- Task to complete: Scan the listing below. Return every line containing the string "from".

- Source data:
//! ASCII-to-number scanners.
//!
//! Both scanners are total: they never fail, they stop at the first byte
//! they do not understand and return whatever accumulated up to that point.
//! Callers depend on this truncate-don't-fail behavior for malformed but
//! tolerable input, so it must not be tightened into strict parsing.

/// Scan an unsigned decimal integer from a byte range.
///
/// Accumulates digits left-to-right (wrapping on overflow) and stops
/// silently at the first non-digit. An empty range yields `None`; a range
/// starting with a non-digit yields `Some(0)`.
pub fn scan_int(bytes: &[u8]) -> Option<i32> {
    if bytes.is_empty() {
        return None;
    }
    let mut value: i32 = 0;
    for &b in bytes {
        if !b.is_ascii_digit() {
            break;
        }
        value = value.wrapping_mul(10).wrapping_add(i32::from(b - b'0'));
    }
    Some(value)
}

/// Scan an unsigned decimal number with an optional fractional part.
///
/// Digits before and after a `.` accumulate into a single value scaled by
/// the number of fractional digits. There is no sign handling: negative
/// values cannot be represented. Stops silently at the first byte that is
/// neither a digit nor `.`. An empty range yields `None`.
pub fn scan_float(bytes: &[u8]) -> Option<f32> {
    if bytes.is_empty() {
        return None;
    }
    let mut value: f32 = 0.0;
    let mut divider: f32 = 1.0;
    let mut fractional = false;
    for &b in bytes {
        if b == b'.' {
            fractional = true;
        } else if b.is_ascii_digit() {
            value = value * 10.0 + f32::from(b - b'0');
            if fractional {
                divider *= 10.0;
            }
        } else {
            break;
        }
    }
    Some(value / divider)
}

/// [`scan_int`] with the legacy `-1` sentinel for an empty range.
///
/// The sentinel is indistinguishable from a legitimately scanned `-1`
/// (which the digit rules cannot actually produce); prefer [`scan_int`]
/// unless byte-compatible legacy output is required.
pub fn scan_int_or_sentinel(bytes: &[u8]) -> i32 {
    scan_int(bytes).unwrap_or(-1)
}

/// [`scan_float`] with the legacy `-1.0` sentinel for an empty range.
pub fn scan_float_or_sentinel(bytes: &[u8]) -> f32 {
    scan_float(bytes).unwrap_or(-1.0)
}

- Solution:
/// Scan an unsigned decimal integer from a byte range.
        value = value.wrapping_mul(10).wrapping_add(i32::from(b - b'0'));
            value = value * 10.0 + f32::from(b - b'0');
/// The sentinel is indistinguishable from a legitimately scanned `-1`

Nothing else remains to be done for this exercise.